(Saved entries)
⁂

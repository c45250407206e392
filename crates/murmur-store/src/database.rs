//! Database connection management and the password gate.
//!
//! The [`Database`] struct owns a [`rusqlite::Connection`] and guarantees that
//! migrations are run before any other operation. Values are encrypted at the
//! application layer (see [`murmur_shared::crypto::encrypt`]) with a key
//! derived from the user's password; nothing can be read or written until
//! [`Database::set_pass`] or a successful [`Database::verify_pass`].

use std::path::{Path, PathBuf};
use std::sync::{Mutex, MutexGuard, RwLock};
use std::time::Duration;

use directories::ProjectDirs;
use rusqlite::Connection;

use murmur_shared::constants::{APP_NAME, KDF_CONTEXT_STORE_KEY, STORE_OPEN_TIMEOUT_SECS};
use murmur_shared::crypto::{self, SymmetricKey};

use crate::entries::Key;
use crate::error::{Result, StoreError};
use crate::migrations;
use crate::tables;

/// Known plaintext written at password-set time.
const CANARY: &[u8] = b"murmur is a program for people";
const CANARY_KEY: &str = "canary";

/// Encrypted table store over a single SQLite file.
///
/// Safe to share between tasks behind an `Arc`; every call takes the
/// connection lock for its duration.
pub struct Database {
    conn: Mutex<Connection>,
    key: RwLock<Option<SymmetricKey>>,
}

impl Database {
    /// Open (or create) the default application database.
    ///
    /// The database file is placed in the platform-appropriate data directory:
    /// - Linux:   `~/.local/share/murmur/murmur.db`
    /// - macOS:   `~/Library/Application Support/org.murmur.murmur/murmur.db`
    /// - Windows: `{FOLDERID_RoamingAppData}\murmur\murmur\data\murmur.db`
    pub fn new() -> Result<Self> {
        Self::open_at(&default_path()?)
    }

    /// Open (or create) a database at an explicit path.
    pub fn open_at(path: &Path) -> Result<Self> {
        if let Some(parent) = path.parent() {
            if !parent.as_os_str().is_empty() {
                std::fs::create_dir_all(parent)?;
            }
        }

        tracing::info!(path = %path.display(), "opening database");

        let conn = Connection::open(path)?;
        conn.busy_timeout(Duration::from_secs(STORE_OPEN_TIMEOUT_SECS))?;
        conn.pragma_update(None, "journal_mode", "WAL")?;
        conn.pragma_update(None, "foreign_keys", "ON")?;

        migrations::run_migrations(&conn)?;

        let db = Self {
            conn: Mutex::new(conn),
            key: RwLock::new(None),
        };
        for table in [tables::USER, tables::CONTACTS, tables::MESSAGES] {
            db.create_table(table, None)?;
        }
        Ok(db)
    }

    /// Return the filesystem path of the open database (if any).
    pub fn path(&self) -> Option<PathBuf> {
        self.conn().path().map(PathBuf::from)
    }

    // ------------------------------------------------------------------
    // Password
    // ------------------------------------------------------------------

    /// Derive the encryption key from `password` and hold it.
    ///
    /// Writes the canary under the new key. Does not check the password
    /// against anything already stored; use it only for a fresh store.
    pub fn set_pass(&self, password: &str) -> Result<()> {
        let key = crypto::derive_key_from_passphrase(password.as_bytes(), KDF_CONTEXT_STORE_KEY);
        *self.key.write().unwrap_or_else(|e| e.into_inner()) = Some(key);
        self.put(tables::USER, None, Key::Name(CANARY_KEY), CANARY)?;
        tracing::info!("store password set");
        Ok(())
    }

    /// Try `password` against the canary. On success the derived key is
    /// adopted; on failure nothing changes.
    pub fn verify_pass(&self, password: &str) -> bool {
        let stored = match self.get_raw(tables::USER, None, Key::Name(CANARY_KEY)) {
            Ok(stored) => stored,
            Err(e) => {
                tracing::warn!(error = %e, "no password canary in store");
                return false;
            }
        };

        let key = crypto::derive_key_from_passphrase(password.as_bytes(), KDF_CONTEXT_STORE_KEY);
        match crypto::decrypt(&key, &stored) {
            Ok(plain) if plain == CANARY => {
                *self.key.write().unwrap_or_else(|e| e.into_inner()) = Some(key);
                true
            }
            _ => false,
        }
    }

    /// Whether a password was ever set on this file.
    pub fn is_initialized(&self) -> bool {
        self.get_raw(tables::USER, None, Key::Name(CANARY_KEY)).is_ok()
    }

    pub fn is_unlocked(&self) -> bool {
        self.key.read().unwrap_or_else(|e| e.into_inner()).is_some()
    }

    // ------------------------------------------------------------------
    // Crate internals
    // ------------------------------------------------------------------

    pub(crate) fn conn(&self) -> MutexGuard<'_, Connection> {
        // A panic while holding the lock cannot leave SQLite half-written.
        self.conn.lock().unwrap_or_else(|e| e.into_inner())
    }

    pub(crate) fn key(&self) -> Result<SymmetricKey> {
        self.key
            .read()
            .unwrap_or_else(|e| e.into_inner())
            .ok_or(StoreError::NotUnlocked)
    }
}

fn default_path() -> Result<PathBuf> {
    let project_dirs = ProjectDirs::from("org", APP_NAME, APP_NAME).ok_or(StoreError::NoDataDir)?;
    Ok(project_dirs.data_dir().join(format!("{APP_NAME}.db")))
}

#[cfg(test)]
mod tests {
    use super::*;

    fn open() -> (tempfile::TempDir, Database) {
        let dir = tempfile::tempdir().unwrap();
        let db = Database::open_at(&dir.path().join("test.db")).expect("should open");
        (dir, db)
    }

    #[test]
    fn default_path_is_named_after_the_app() {
        // Headless environments may have no home directory at all.
        if let Ok(path) = default_path() {
            assert!(path.ends_with("murmur.db"));
        }
    }

    #[test]
    fn open_creates_base_tables() {
        let (_dir, db) = open();
        assert!(db.path().is_some());
        db.set_pass("pw").unwrap();
        for table in [tables::CONTACTS, tables::MESSAGES] {
            assert!(db.list(table, None).unwrap().is_empty());
        }
    }

    #[test]
    fn locked_store_refuses_reads_and_writes() {
        let (_dir, db) = open();
        assert!(!db.is_unlocked());
        assert!(matches!(
            db.put(tables::CONTACTS, None, Key::Id(1), b"x"),
            Err(StoreError::NotUnlocked)
        ));
        assert!(matches!(
            db.get(tables::CONTACTS, None, Key::Id(1)),
            Err(StoreError::NotUnlocked)
        ));
    }

    #[test]
    fn verify_pass_after_reopen() {
        let dir = tempfile::tempdir().unwrap();
        let path = dir.path().join("test.db");
        {
            let db = Database::open_at(&path).unwrap();
            assert!(!db.is_initialized());
            db.set_pass("pass1").unwrap();
            db.put(tables::CONTACTS, None, Key::Id(1), b"hello").unwrap();
        }

        let db = Database::open_at(&path).unwrap();
        assert!(db.is_initialized());
        assert!(!db.verify_pass("wrong"));
        assert!(!db.is_unlocked());
        assert!(db.verify_pass("pass1"));
        assert_eq!(db.get(tables::CONTACTS, None, Key::Id(1)).unwrap(), b"hello");
    }

    #[test]
    fn verify_pass_without_canary_is_false() {
        let (_dir, db) = open();
        assert!(!db.verify_pass("anything"));
    }
}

⁂

» EXERCISE: All the records above need to be restated exactly, line by line.

» COMPLETED EXERCISE:
repository c45250407206e392
filename crates/murmur-store/src/database.rs
//! Database connection management and the password gate.
//!
//! The [`Database`] struct owns a [`rusqlite::Connection`] and guarantees that
//! migrations are run before any other operation. Values are encrypted at the
//! application layer (see [`murmur_shared::crypto::encrypt`]) with a key
//! derived from the user's password; nothing can be read or written until
//! [`Database::set_pass`] or a successful [`Database::verify_pass`].

use std::path::{Path, PathBuf};
use std::sync::{Mutex, MutexGuard, RwLock};
use std::time::Duration;

use directories::ProjectDirs;
use rusqlite::Connection;

use murmur_shared::constants::{APP_NAME, KDF_CONTEXT_STORE_KEY, STORE_OPEN_TIMEOUT_SECS};
use murmur_shared::crypto::{self, SymmetricKey};

use crate::entries::Key;
use crate::error::{Result, StoreError};
use crate::migrations;
use crate::tables;

/// Known plaintext written at password-set time.
const CANARY: &[u8] = b"murmur is a program for people";
const CANARY_KEY: &str = "canary";

/// Encrypted table store over a single SQLite file.
///
/// Safe to share between tasks behind an `Arc`; every call takes the
/// connection lock for its duration.
pub struct Database {
    conn: Mutex<Connection>,
    key: RwLock<Option<SymmetricKey>>,
}

impl Database {
    /// Open (or create) the default application database.
    ///
    /// The database file is placed in the platform-appropriate data directory:
    /// - Linux:   `~/.local/share/murmur/murmur.db`
    /// - macOS:   `~/Library/Application Support/org.murmur.murmur/murmur.db`
    /// - Windows: `{FOLDERID_RoamingAppData}\murmur\murmur\data\murmur.db`
    pub fn new() -> Result<Self> {
        Self::open_at(&default_path()?)
    }

    /// Open (or create) a database at an explicit path.
    pub fn open_at(path: &Path) -> Result<Self> {
        if let Some(parent) = path.parent() {
            if !parent.as_os_str().is_empty() {
                std::fs::create_dir_all(parent)?;
            }
        }

        tracing::info!(path = %path.display(), "opening database");

        let conn = Connection::open(path)?;
        conn.busy_timeout(Duration::from_secs(STORE_OPEN_TIMEOUT_SECS))?;
        conn.pragma_update(None, "journal_mode", "WAL")?;
        conn.pragma_update(None, "foreign_keys", "ON")?;

        migrations::run_migrations(&conn)?;

        let db = Self {
            conn: Mutex::new(conn),
            key: RwLock::new(None),
        };
        for table in [tables::USER, tables::CONTACTS, tables::MESSAGES] {
            db.create_table(table, None)?;
        }
        Ok(db)
    }

    /// Return the filesystem path of the open database (if any).
    pub fn path(&self) -> Option<PathBuf> {
        self.conn().path().map(PathBuf::from)
    }

    // ------------------------------------------------------------------
    // Password
    // ------------------------------------------------------------------

    /// Derive the encryption key from `password` and hold it.
    ///
    /// Writes the canary under the new key. Does not check the password
    /// against anything already stored; use it only for a fresh store.
    pub fn set_pass(&self, password: &str) -> Result<()> {
        let key = crypto::derive_key_from_passphrase(password.as_bytes(), KDF_CONTEXT_STORE_KEY);
        *self.key.write().unwrap_or_else(|e| e.into_inner()) = Some(key);
        self.put(tables::USER, None, Key::Name(CANARY_KEY), CANARY)?;
        tracing::info!("store password set");
        Ok(())
    }

    /// Try `password` against the canary. On success the derived key is
    /// adopted; on failure nothing changes.
    pub fn verify_pass(&self, password: &str) -> bool {
        let stored = match self.get_raw(tables::USER, None, Key::Name(CANARY_KEY)) {
            Ok(stored) => stored,
            Err(e) => {
                tracing::warn!(error = %e, "no password canary in store");
                return false;
            }
        };

        let key = crypto::derive_key_from_passphrase(password.as_bytes(), KDF_CONTEXT_STORE_KEY);
        match crypto::decrypt(&key, &stored) {
            Ok(plain) if plain == CANARY => {
                *self.key.write().unwrap_or_else(|e| e.into_inner()) = Some(key);
                true
            }
            _ => false,
        }
    }

    /// Whether a password was ever set on this file.
    pub fn is_initialized(&self) -> bool {
        self.get_raw(tables::USER, None, Key::Name(CANARY_KEY)).is_ok()
    }

    pub fn is_unlocked(&self) -> bool {
        self.key.read().unwrap_or_else(|e| e.into_inner()).is_some()
    }

    // ------------------------------------------------------------------
    // Crate internals
    // ------------------------------------------------------------------

    pub(crate) fn conn(&self) -> MutexGuard<'_, Connection> {
        // A panic while holding the lock cannot leave SQLite half-written.
        self.conn.lock().unwrap_or_else(|e| e.into_inner())
    }

    pub(crate) fn key(&self) -> Result<SymmetricKey> {
        self.key
            .read()
            .unwrap_or_else(|e| e.into_inner())
            .ok_or(StoreError::NotUnlocked)
    }
}

fn default_path() -> Result<PathBuf> {
    let project_dirs = ProjectDirs::from("org", APP_NAME, APP_NAME).ok_or(StoreError::NoDataDir)?;
    Ok(project_dirs.data_dir().join(format!("{APP_NAME}.db")))
}

#[cfg(test)]
mod tests {
    use super::*;

    fn open() -> (tempfile::TempDir, Database) {
        let dir = tempfile::tempdir().unwrap();
        let db = Database::open_at(&dir.path().join("test.db")).expect("should open");
        (dir, db)
    }

    #[test]
    fn default_path_is_named_after_the_app() {
        // Headless environments may have no home directory at all.
        if let Ok(path) = default_path() {
            assert!(path.ends_with("murmur.db"));
        }
    }

    #[test]
    fn open_creates_base_tables() {
        let (_dir, db) = open();
        assert!(db.path().is_some());
        db.set_pass("pw").unwrap();
        for table in [tables::CONTACTS, tables::MESSAGES] {
            assert!(db.list(table, None).unwrap().is_empty());
        }
    }

    #[test]
    fn locked_store_refuses_reads_and_writes() {
        let (_dir, db) = open();
        assert!(!db.is_unlocked());
        assert!(matches!(
            db.put(tables::CONTACTS, None, Key::Id(1), b"x"),
            Err(StoreError::NotUnlocked)
        ));
        assert!(matches!(
            db.get(tables::CONTACTS, None, Key::Id(1)),
            Err(StoreError::NotUnlocked)
        ));
    }

    #[test]
    fn verify_pass_after_reopen() {
        let dir = tempfile::tempdir().unwrap();
        let path = dir.path().join("test.db");
        {
            let db = Database::open_at(&path).unwrap();
            assert!(!db.is_initialized());
            db.set_pass("pass1").unwrap();
            db.put(tables::CONTACTS, None, Key::Id(1), b"hello").unwrap();
        }

        let db = Database::open_at(&path).unwrap();
        assert!(db.is_initialized());
        assert!(!db.verify_pass("wrong"));
        assert!(!db.is_unlocked());
        assert!(db.verify_pass("pass1"));
        assert_eq!(db.get(tables::CONTACTS, None, Key::Id(1)).unwrap(), b"hello");
    }

    #[test]
    fn verify_pass_without_canary_is_false() {
        let (_dir, db) = open();
        assert!(!db.verify_pass("anything"));
    }
}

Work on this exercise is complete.